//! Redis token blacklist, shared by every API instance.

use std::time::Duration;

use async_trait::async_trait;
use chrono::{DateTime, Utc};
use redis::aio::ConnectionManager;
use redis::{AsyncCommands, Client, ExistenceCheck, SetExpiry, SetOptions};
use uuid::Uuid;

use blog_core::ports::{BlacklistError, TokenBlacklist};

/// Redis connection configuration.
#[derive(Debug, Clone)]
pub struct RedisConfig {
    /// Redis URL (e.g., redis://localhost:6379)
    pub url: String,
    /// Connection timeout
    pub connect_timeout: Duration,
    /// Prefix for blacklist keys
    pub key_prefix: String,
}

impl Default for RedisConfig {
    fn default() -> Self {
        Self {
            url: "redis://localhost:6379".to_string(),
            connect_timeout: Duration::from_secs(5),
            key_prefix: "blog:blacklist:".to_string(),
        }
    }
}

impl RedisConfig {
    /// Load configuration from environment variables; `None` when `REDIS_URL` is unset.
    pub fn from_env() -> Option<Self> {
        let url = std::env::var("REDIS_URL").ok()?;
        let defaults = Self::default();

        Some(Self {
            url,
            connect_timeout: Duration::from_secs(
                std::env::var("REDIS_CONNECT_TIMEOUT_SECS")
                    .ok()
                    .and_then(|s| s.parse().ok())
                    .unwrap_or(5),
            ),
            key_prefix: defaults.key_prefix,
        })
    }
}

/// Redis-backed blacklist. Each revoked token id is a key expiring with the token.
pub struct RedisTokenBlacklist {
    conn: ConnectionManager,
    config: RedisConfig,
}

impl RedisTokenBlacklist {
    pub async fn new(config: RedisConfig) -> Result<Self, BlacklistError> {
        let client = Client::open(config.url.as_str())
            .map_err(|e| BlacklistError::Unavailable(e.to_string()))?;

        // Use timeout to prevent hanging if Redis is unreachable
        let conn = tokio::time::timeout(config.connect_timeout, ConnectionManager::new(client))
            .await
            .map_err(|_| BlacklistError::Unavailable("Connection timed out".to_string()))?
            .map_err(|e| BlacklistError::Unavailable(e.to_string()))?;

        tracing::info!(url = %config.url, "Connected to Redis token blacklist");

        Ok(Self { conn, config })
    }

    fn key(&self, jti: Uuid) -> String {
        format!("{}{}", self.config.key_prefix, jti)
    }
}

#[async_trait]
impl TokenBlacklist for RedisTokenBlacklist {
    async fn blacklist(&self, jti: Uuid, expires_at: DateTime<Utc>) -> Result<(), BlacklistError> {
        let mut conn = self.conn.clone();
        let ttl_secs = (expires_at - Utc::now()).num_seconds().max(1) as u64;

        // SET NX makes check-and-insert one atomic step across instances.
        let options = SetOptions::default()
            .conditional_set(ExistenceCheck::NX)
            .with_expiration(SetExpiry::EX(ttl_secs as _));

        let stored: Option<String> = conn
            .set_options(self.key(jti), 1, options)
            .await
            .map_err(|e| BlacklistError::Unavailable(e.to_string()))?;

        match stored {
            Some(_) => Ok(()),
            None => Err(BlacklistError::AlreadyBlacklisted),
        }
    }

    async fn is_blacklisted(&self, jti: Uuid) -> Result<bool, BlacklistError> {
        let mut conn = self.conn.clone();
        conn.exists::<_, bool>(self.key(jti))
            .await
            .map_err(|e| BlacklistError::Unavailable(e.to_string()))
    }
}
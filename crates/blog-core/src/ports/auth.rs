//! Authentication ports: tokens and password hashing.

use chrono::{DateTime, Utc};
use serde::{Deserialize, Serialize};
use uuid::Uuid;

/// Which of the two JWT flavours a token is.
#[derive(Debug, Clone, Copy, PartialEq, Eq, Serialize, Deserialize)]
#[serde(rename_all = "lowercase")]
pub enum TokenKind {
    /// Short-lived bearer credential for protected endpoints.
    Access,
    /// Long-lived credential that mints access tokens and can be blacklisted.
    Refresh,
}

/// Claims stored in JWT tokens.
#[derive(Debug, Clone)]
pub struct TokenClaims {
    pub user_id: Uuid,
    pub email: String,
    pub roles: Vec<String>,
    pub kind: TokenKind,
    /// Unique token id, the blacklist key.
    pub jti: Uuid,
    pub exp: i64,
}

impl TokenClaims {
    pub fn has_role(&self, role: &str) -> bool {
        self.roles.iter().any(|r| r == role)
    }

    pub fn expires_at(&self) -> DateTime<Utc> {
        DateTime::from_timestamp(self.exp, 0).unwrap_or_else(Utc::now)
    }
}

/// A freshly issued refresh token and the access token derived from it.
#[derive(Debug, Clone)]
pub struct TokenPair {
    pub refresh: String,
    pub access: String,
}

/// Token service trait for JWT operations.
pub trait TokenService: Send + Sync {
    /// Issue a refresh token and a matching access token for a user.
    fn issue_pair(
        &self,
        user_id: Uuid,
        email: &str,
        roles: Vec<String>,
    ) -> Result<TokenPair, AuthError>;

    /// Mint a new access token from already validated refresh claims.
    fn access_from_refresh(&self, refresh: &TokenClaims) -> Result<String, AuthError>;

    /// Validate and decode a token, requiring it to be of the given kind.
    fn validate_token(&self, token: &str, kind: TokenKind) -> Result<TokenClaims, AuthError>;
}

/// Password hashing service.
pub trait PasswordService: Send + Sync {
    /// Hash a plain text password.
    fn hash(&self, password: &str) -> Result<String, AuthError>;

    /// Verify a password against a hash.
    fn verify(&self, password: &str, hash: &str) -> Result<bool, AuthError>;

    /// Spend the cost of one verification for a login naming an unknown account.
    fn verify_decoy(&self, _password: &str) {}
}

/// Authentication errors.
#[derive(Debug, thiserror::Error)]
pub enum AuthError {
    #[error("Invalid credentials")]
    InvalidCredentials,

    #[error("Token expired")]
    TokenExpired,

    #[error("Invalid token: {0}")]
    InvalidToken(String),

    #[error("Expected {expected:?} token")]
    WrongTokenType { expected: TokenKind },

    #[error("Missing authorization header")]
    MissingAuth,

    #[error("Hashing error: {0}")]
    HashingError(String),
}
○ ○ ○
_REQUIRED ACTION_
Copy range, inclusive: the line holding "self.roles.iter().any(|r| r == role)" to the line holding "plain text password.". Reproduce exactly those lines of the records above and no others.

_WRITTEN RESPONSE_
        self.roles.iter().any(|r| r == role)
    }

    pub fn expires_at(&self) -> DateTime<Utc> {
        DateTime::from_timestamp(self.exp, 0).unwrap_or_else(Utc::now)
    }
}

/// A freshly issued refresh token and the access token derived from it.
#[derive(Debug, Clone)]
pub struct TokenPair {
    pub refresh: String,
    pub access: String,
}

/// Token service trait for JWT operations.
pub trait TokenService: Send + Sync {
    /// Issue a refresh token and a matching access token for a user.
    fn issue_pair(
        &self,
        user_id: Uuid,
        email: &str,
        roles: Vec<String>,
    ) -> Result<TokenPair, AuthError>;

    /// Mint a new access token from already validated refresh claims.
    fn access_from_refresh(&self, refresh: &TokenClaims) -> Result<String, AuthError>;

    /// Validate and decode a token, requiring it to be of the given kind.
    fn validate_token(&self, token: &str, kind: TokenKind) -> Result<TokenClaims, AuthError>;
}

/// Password hashing service.
pub trait PasswordService: Send + Sync {
    /// Hash a plain text password.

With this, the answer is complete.